Task brief
Reproduce the entries shown below only from the line with "fn store() ->" down to the line with "fn retriever(mmr_lambda: Option<f32>)", keeping both end lines and copying each one exactly.

##### Records supplied

//! Application state for the chat server

use parking_lot::RwLock;
use std::sync::Arc;

use crate::bootstrap::RagRuntime;
use crate::config::RagConfig;
use crate::pipeline::AnswerPipeline;

/// Shared application state
#[derive(Clone)]
pub struct AppState {
    inner: Arc<AppStateInner>,
}

struct AppStateInner {
    runtime: RagRuntime,
    /// Ready state
    ready: RwLock<bool>,
}

/// Backend reachability as reported by `/ready`
#[derive(Debug, Clone, serde::Serialize)]
pub struct BackendHealth {
    pub generator: bool,
    pub embeddings: bool,
    pub vector_db: bool,
    pub indexed_documents: usize,
}

impl BackendHealth {
    pub fn is_healthy(&self) -> bool {
        self.generator && self.embeddings && self.vector_db
    }
}

impl AppState {
    pub fn new(runtime: RagRuntime) -> Self {
        Self {
            inner: Arc::new(AppStateInner {
                runtime,
                ready: RwLock::new(true),
            }),
        }
    }

    pub fn config(&self) -> &RagConfig {
        &self.inner.runtime.config
    }

    pub fn pipeline(&self) -> &AnswerPipeline {
        &self.inner.runtime.pipeline
    }

    pub fn is_ready(&self) -> bool {
        *self.inner.ready.read()
    }

    pub fn set_ready(&self, ready: bool) {
        *self.inner.ready.write() = ready;
    }

    /// Check every backend
    pub async fn backend_health(&self) -> BackendHealth {
        let backends = &self.inner.runtime.backends;
        let (generator, embeddings, store_len) = tokio::join!(
            backends.llm.health_check(),
            backends.embedder.health_check(),
            crate::providers::VectorStoreProvider::len(backends.store.as_ref()),
        );

        let flag = |name: &str, result: crate::error::Result<bool>| match result {
            Ok(up) => up,
            Err(e) => {
                tracing::warn!("{} health check failed: {}", name, e);
                false
            }
        };

        BackendHealth {
            generator: flag("generator", generator),
            embeddings: flag("embeddings", embeddings),
            vector_db: store_len.is_ok(),
            indexed_documents: store_len.unwrap_or(0),
        }
    }
}
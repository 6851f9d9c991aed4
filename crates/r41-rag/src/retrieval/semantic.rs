//! Embedding-space retrieval with optional MMR diversity re-ranking

use async_trait::async_trait;
use std::sync::Arc;

use crate::config::RetrievalConfig;
use crate::error::Result;
use crate::providers::{cosine_similarity, EmbeddingProvider, VectorSearchResult, VectorStoreProvider};
use crate::types::{RetrievalResult, ScoredDocument};

use super::Retriever;

/// Retriever that embeds the query and searches the vector store
pub struct SemanticRetriever {
    embedder: Arc<dyn EmbeddingProvider>,
    store: Arc<dyn VectorStoreProvider>,
    fetch_k: usize,
    min_similarity: f32,
    mmr_lambda: Option<f32>,
}

impl SemanticRetriever {
    pub fn new(
        embedder: Arc<dyn EmbeddingProvider>,
        store: Arc<dyn VectorStoreProvider>,
        config: &RetrievalConfig,
    ) -> Self {
        Self {
            embedder,
            store,
            fetch_k: config.fetch_k,
            min_similarity: config.min_similarity,
            mmr_lambda: config.mmr_lambda,
        }
    }
}

/// Maximal marginal relevance selection of `k` candidates
///
/// `lambda = 1.0` is pure relevance, `0.0` pure diversity.
pub fn mmr_select(
    query: &[f32],
    candidates: &[VectorSearchResult],
    k: usize,
    lambda: f32,
) -> Vec<usize> {
    let relevance: Vec<f32> = candidates
        .iter()
        .map(|c| cosine_similarity(query, &c.embedding))
        .collect();

    let mut selected: Vec<usize> = Vec::with_capacity(k.min(candidates.len()));
    let mut remaining: Vec<usize> = (0..candidates.len()).collect();

    while selected.len() < k && !remaining.is_empty() {
        let mut best_pos = 0;
        let mut best_score = f32::NEG_INFINITY;

        for (pos, &i) in remaining.iter().enumerate() {
            let redundancy = selected
                .iter()
                .map(|&j| cosine_similarity(&candidates[i].embedding, &candidates[j].embedding))
                .fold(f32::NEG_INFINITY, f32::max);
            let redundancy = if selected.is_empty() { 0.0 } else { redundancy };
            let score = lambda * relevance[i] - (1.0 - lambda) * redundancy;
            if score > best_score {
                best_score = score;
                best_pos = pos;
            }
        }

        selected.push(remaining.remove(best_pos));
    }

    selected
}

#[async_trait]
impl Retriever for SemanticRetriever {
    async fn retrieve(&self, query: &str, k: usize) -> Result<RetrievalResult> {
        if k == 0 {
            return Ok(Vec::new());
        }

        let query_embedding = self.embedder.embed(query).await?;
        let candidates: Vec<VectorSearchResult> = self
            .store
            .search(&query_embedding, self.fetch_k.max(k))
            .await?
            .into_iter()
            .filter(|c| c.similarity >= self.min_similarity)
            .collect();

        tracing::debug!(
            "Semantic retrieval: {} candidates above {:.2}",
            candidates.len(),
            self.min_similarity
        );

        let order: Vec<usize> = match self.mmr_lambda {
            Some(lambda) => mmr_select(&query_embedding, &candidates, k, lambda),
            None => (0..candidates.len().min(k)).collect(),
        };

        Ok(order
            .into_iter()
            .map(|i| ScoredDocument::new(candidates[i].document.clone(), candidates[i].similarity))
            .collect())
    }

    fn name(&self) -> &str {
        "semantic"
    }
}

#[cfg(test)]
mod tests {
    use super::*;
    use crate::providers::{IndexedDocument, LocalVectorStore};
    use crate::types::Document;

    /// Embeds by looking the text up in a fixed table
    struct TableEmbedder(Vec<(&'static str, Vec<f32>)>);

    #[async_trait]
    impl EmbeddingProvider for TableEmbedder {
        async fn embed(&self, text: &str) -> Result<Vec<f32>> {
            Ok(self
                .0
                .iter()
                .find(|(t, _)| *t == text)
                .map(|(_, v)| v.clone())
                .unwrap_or_else(|| vec![0.0, 0.0, 1.0]))
        }

        fn dimensions(&self) -> usize {
            3
        }

        async fn health_check(&self) -> Result<bool> {
            Ok(true)
        }

        fn name(&self) -> &str {
            "table"
        }
    }

    fn store() -> Arc<LocalVectorStore> {
        let entry = |text: &str, embedding: Vec<f32>| IndexedDocument {
            document: Document::new(text, "kb.md"),
            embedding,
        };
        Arc::new(LocalVectorStore::in_memory(vec![
            entry("meetings", vec![1.0, 0.0, 0.0]),
            entry("meetings again", vec![0.99, 0.05, 0.0]),
            entry("workshops", vec![0.7, 0.7, 0.0]),
            entry("unrelated", vec![0.0, 0.0, 1.0]),
        ]))
    }

    fn retriever(mmr_lambda: Option<f32>) -> SemanticRetriever {
        let config = RetrievalConfig {
            mmr_lambda,
            ..Default::default()
        };
        SemanticRetriever::new(
            Arc::new(TableEmbedder(vec![("when do we meet", vec![1.0, 0.0, 0.0])])),
            store(),
            &config,
        )
    }

    #[tokio::test]
    async fn test_similarity_order_and_threshold() {
        let results = retriever(None).retrieve("when do we meet", 10).await.unwrap();
        let texts: Vec<&str> = results.iter().map(|r| r.document.content.as_str()).collect();
        // "unrelated" is orthogonal, below min_similarity
        assert_eq!(texts, vec!["meetings", "meetings again", "workshops"]);
    }

    #[tokio::test]
    async fn test_mmr_prefers_diverse_second_pick() {
        let results = retriever(Some(0.3)).retrieve("when do we meet", 2).await.unwrap();
        let texts: Vec<&str> = results.iter().map(|r| r.document.content.as_str()).collect();
        assert_eq!(texts, vec!["meetings", "workshops"]);
    }

    #[tokio::test]
    async fn test_zero_k() {
        assert!(retriever(None).retrieve("when do we meet", 0).await.unwrap().is_empty());
    }
}
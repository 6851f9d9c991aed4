//! Incremental decoding of line-delimited model streams
//!
//! Ollama streams NDJSON and Gemini streams SSE `data:` lines. Network chunks
//! do not respect line boundaries, so bytes are buffered until a full line is
//! available and only then handed to the backend-specific parser.

use bytes::Bytes;
use futures::stream::{BoxStream, Stream, StreamExt};
use std::collections::VecDeque;
use std::pin::Pin;

use crate::error::{Error, Result};

/// Stream of text fragments produced by a generator
pub type TokenStream = BoxStream<'static, Result<String>>;

/// Outcome of parsing one complete line
#[derive(Debug, Clone, PartialEq, Eq)]
pub enum LineEvent {
    /// A text fragment to forward
    Token(String),
    /// Nothing to forward (keep-alive, metadata, empty delta)
    Skip,
    /// The backend signalled the end of generation
    Done,
}

/// Accumulates raw bytes and yields complete lines
#[derive(Debug, Default)]
pub struct LineBuffer {
    buf: Vec<u8>,
}

impl LineBuffer {
    pub fn new() -> Self {
        Self::default()
    }

    /// Append bytes, returning every line completed by them (without `\r\n`)
    pub fn push(&mut self, bytes: &[u8]) -> Vec<String> {
        self.buf.extend_from_slice(bytes);
        let mut lines = Vec::new();
        while let Some(pos) = self.buf.iter().position(|b| *b == b'\n') {
            let line: Vec<u8> = self.buf.drain(..=pos).collect();
            let text = String::from_utf8_lossy(&line);
            let text = text.trim_end_matches(['\n', '\r']);
            if !text.trim().is_empty() {
                lines.push(text.to_string());
            }
        }
        lines
    }

    /// Flush a trailing line that had no terminating newline
    pub fn finish(&mut self) -> Option<String> {
        let rest = std::mem::take(&mut self.buf);
        let text = String::from_utf8_lossy(&rest).trim().to_string();
        (!text.is_empty()).then_some(text)
    }
}

struct DecodeState<S, F> {
    bytes: Pin<Box<S>>,
    buffer: LineBuffer,
    pending: VecDeque<String>,
    parse: F,
    eof: bool,
    finished: bool,
}

/// Turn a byte stream into a token stream using a per-line parser
///
/// The stream ends on EOF, on [`LineEvent::Done`], or after the first error.
pub fn decode_lines<S, E, F>(bytes: S, parse: F) -> TokenStream
where
    S: Stream<Item = std::result::Result<Bytes, E>> + Send + 'static,
    E: std::fmt::Display + Send + 'static,
    F: Fn(&str) -> Result<LineEvent> + Send + 'static,
{
    let state = DecodeState {
        bytes: Box::pin(bytes),
        buffer: LineBuffer::new(),
        pending: VecDeque::new(),
        parse,
        eof: false,
        finished: false,
    };

    futures::stream::unfold(state, |mut st| async move {
        loop {
            if st.finished {
                return None;
            }

            if let Some(line) = st.pending.pop_front() {
                match (st.parse)(&line) {
                    Ok(LineEvent::Token(text)) => return Some((Ok(text), st)),
                    Ok(LineEvent::Skip) => continue,
                    Ok(LineEvent::Done) => return None,
                    Err(e) => {
                        st.finished = true;
                        return Some((Err(e), st));
                    }
                }
            }

            if st.eof {
                return None;
            }

            match st.bytes.next().await {
                Some(Ok(chunk)) => {
                    let lines = st.buffer.push(&chunk);
                    st.pending.extend(lines);
                }
                Some(Err(e)) => {
                    st.finished = true;
                    return Some((Err(Error::llm(format!("Stream error: {}", e))), st));
                }
                None => {
                    st.eof = true;
                    if let Some(line) = st.buffer.finish() {
                        st.pending.push_back(line);
                    }
                }
            }
        }
    })
    .boxed()
}

#[cfg(test)]
mod tests {
    use super::*;

    fn chunks(parts: &[&str]) -> impl Stream<Item = std::result::Result<Bytes, std::io::Error>> {
        let owned: Vec<_> = parts
            .iter()
            .map(|p| Ok(Bytes::from(p.to_string())))
            .collect();
        futures::stream::iter(owned)
    }

    fn plain(line: &str) -> Result<LineEvent> {
        match line {
            "END" => Ok(LineEvent::Done),
            "PING" => Ok(LineEvent::Skip),
            "BAD" => Err(Error::llm("bad line")),
            other => Ok(LineEvent::Token(other.to_string())),
        }
    }

    #[test]
    fn test_line_buffer_splits_across_pushes() {
        let mut buffer = LineBuffer::new();
        assert!(buffer.push(b"hel").is_empty());
        assert_eq!(buffer.push(b"lo\r\nwor"), vec!["hello".to_string()]);
        assert_eq!(buffer.push(b"ld\n\n"), vec!["world".to_string()]);
        assert!(buffer.finish().is_none());

        buffer.push(b"tail");
        assert_eq!(buffer.finish(), Some("tail".to_string()));
    }

    #[tokio::test]
    async fn test_decode_reassembles_split_lines() {
        let stream = decode_lines(chunks(&["al", "pha\nbe", "ta\nPING\ngam", "ma"]), plain);
        let tokens: Vec<String> = stream.map(|r| r.unwrap()).collect().await;
        assert_eq!(tokens, vec!["alpha", "beta", "gamma"]);
    }

    #[tokio::test]
    async fn test_decode_stops_at_done() {
        let stream = decode_lines(chunks(&["a\nEND\nb\n"]), plain);
        let tokens: Vec<String> = stream.map(|r| r.unwrap()).collect().await;
        assert_eq!(tokens, vec!["a"]);
    }

    #[tokio::test]
    async fn test_decode_stops_after_error() {
        let stream = decode_lines(chunks(&["a\nBAD\nb\n"]), plain);
        let items: Vec<Result<String>> = stream.collect().await;
        assert_eq!(items.len(), 2);
        assert!(items[0].is_ok());
        assert!(items[1].is_err());
    }
}
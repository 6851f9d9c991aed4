//! Query processing pipeline
//!
//! raw question + history → rewrite → route → {refusal | decompose →
//! hybrid retrieval fan-out → dedupe/format → streamed generation}, with a
//! fuzzy FAQ short path for short questions.

pub mod decomposer;
pub mod messages;
pub mod orchestrator;
pub mod rewriter;
pub mod router;
pub mod temporal;

pub use decomposer::{Decomposer, SubQuestionSet};
pub use messages::{DONT_KNOW_MESSAGE, GENERATION_ERROR_MESSAGE, REFUSAL_MESSAGE, TIMEOUT_MESSAGE};
pub use orchestrator::{AnswerPipeline, AnswerStream, PipelineStage, StageModels};
pub use rewriter::QueryRewriter;
pub use router::{parse_route, Route, RouteDecision, Router};
pub use temporal::TemporalContext;
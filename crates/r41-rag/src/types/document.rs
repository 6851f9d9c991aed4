//! Knowledge-base documents and their source tracking

use serde::{Deserialize, Serialize};
use sha2::{Digest, Sha256};
use std::collections::HashMap;

/// Source file types accepted by ingestion
#[derive(Debug, Clone, Copy, Serialize, Deserialize, PartialEq, Eq)]
#[serde(rename_all = "lowercase")]
pub enum FileType {
    /// Markdown file
    Markdown,
    /// Plain text file
    Txt,
    /// FAQ row from the CSV table
    Faq,
    /// Unknown file type
    Unknown,
}

impl FileType {
    /// Detect file type from extension
    pub fn from_extension(ext: &str) -> Self {
        match ext.to_lowercase().as_str() {
            "md" | "markdown" => Self::Markdown,
            "txt" | "text" => Self::Txt,
            "csv" => Self::Faq,
            _ => Self::Unknown,
        }
    }

    /// Whether the knowledge-base walker should pick this file up
    pub fn is_knowledge_source(&self) -> bool {
        matches!(self, Self::Markdown | Self::Txt)
    }
}

/// A retrievable passage
///
/// Two documents are the same passage when their `content` is equal; the
/// source and metadata do not take part in deduplication.
#[derive(Debug, Clone, Serialize, Deserialize, PartialEq)]
pub struct Document {
    /// Passage text
    pub content: String,
    /// Where the passage came from (relative path, or `faq`)
    pub source_id: String,
    /// Free-form metadata (chunk index, file type, FAQ question, ...)
    #[serde(default)]
    pub metadata: HashMap<String, serde_json::Value>,
}

impl Document {
    /// Create a document without metadata
    pub fn new(content: impl Into<String>, source_id: impl Into<String>) -> Self {
        Self {
            content: content.into(),
            source_id: source_id.into(),
            metadata: HashMap::new(),
        }
    }

    /// Attach a metadata entry
    pub fn with_metadata(mut self, key: impl Into<String>, value: serde_json::Value) -> Self {
        self.metadata.insert(key.into(), value);
        self
    }

    /// Stable identifier derived from the content (hex SHA-256)
    pub fn content_hash(&self) -> String {
        let mut hasher = Sha256::new();
        hasher.update(self.content.as_bytes());
        hex::encode(hasher.finalize())
    }

    /// Whether two documents hold the same passage
    pub fn same_content(&self, other: &Document) -> bool {
        self.content == other.content
    }
}

/// A document with the score assigned by the retriever that produced it
///
/// Scores are only comparable within one retriever's output.
#[derive(Debug, Clone)]
pub struct ScoredDocument {
    pub document: Document,
    pub score: f32,
}

impl ScoredDocument {
    pub fn new(document: Document, score: f32) -> Self {
        Self { document, score }
    }
}

/// Ranked output of one retrieval call, best first
pub type RetrievalResult = Vec<ScoredDocument>;
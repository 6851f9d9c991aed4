//! Ollama-based providers for embeddings and generation
//!
//! Both wrap a shared [`OllamaClient`] so one connection pool serves every
//! pipeline stage.

use async_trait::async_trait;
use std::sync::Arc;

use crate::error::Result;
use crate::generation::{OllamaClient, TokenStream};

use super::embedding::EmbeddingProvider;
use super::llm::{GenerationRequest, LlmProvider};

/// Ollama embedding provider (nomic-embed-text or similar)
pub struct OllamaEmbedder {
    client: Arc<OllamaClient>,
    dimensions: usize,
}

impl OllamaEmbedder {
    pub fn from_client(client: Arc<OllamaClient>, dimensions: usize) -> Self {
        Self { client, dimensions }
    }

    pub fn model(&self) -> &str {
        self.client.embed_model()
    }
}

#[async_trait]
impl EmbeddingProvider for OllamaEmbedder {
    async fn embed(&self, text: &str) -> Result<Vec<f32>> {
        self.client.embed(text).await
    }

    fn dimensions(&self) -> usize {
        self.dimensions
    }

    async fn health_check(&self) -> Result<bool> {
        self.client.health_check().await
    }

    fn name(&self) -> &str {
        "ollama"
    }
}

/// Ollama chat model used for every generation stage
pub struct OllamaLlm {
    client: Arc<OllamaClient>,
}

impl OllamaLlm {
    pub fn from_client(client: Arc<OllamaClient>) -> Self {
        Self { client }
    }
}

#[async_trait]
impl LlmProvider for OllamaLlm {
    async fn generate(&self, request: &GenerationRequest) -> Result<String> {
        self.client.chat(request).await
    }

    async fn generate_stream(&self, request: &GenerationRequest) -> Result<TokenStream> {
        self.client.chat_stream(request).await
    }

    async fn health_check(&self) -> Result<bool> {
        self.client.health_check().await
    }

    fn name(&self) -> &str {
        "ollama"
    }

    fn model(&self) -> &str {
        self.client.chat_model()
    }
}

##########

Worked solution
    fn store() -> Arc<LocalVectorStore> {
        let entry = |text: &str, embedding: Vec<f32>| IndexedDocument {
            document: Document::new(text, "kb.md"),
            embedding,
        };
        Arc::new(LocalVectorStore::in_memory(vec![
            entry("meetings", vec![1.0, 0.0, 0.0]),
            entry("meetings again", vec![0.99, 0.05, 0.0]),
            entry("workshops", vec![0.7, 0.7, 0.0]),
            entry("unrelated", vec![0.0, 0.0, 1.0]),
        ]))
    }

    fn retriever(mmr_lambda: Option<f32>) -> SemanticRetriever {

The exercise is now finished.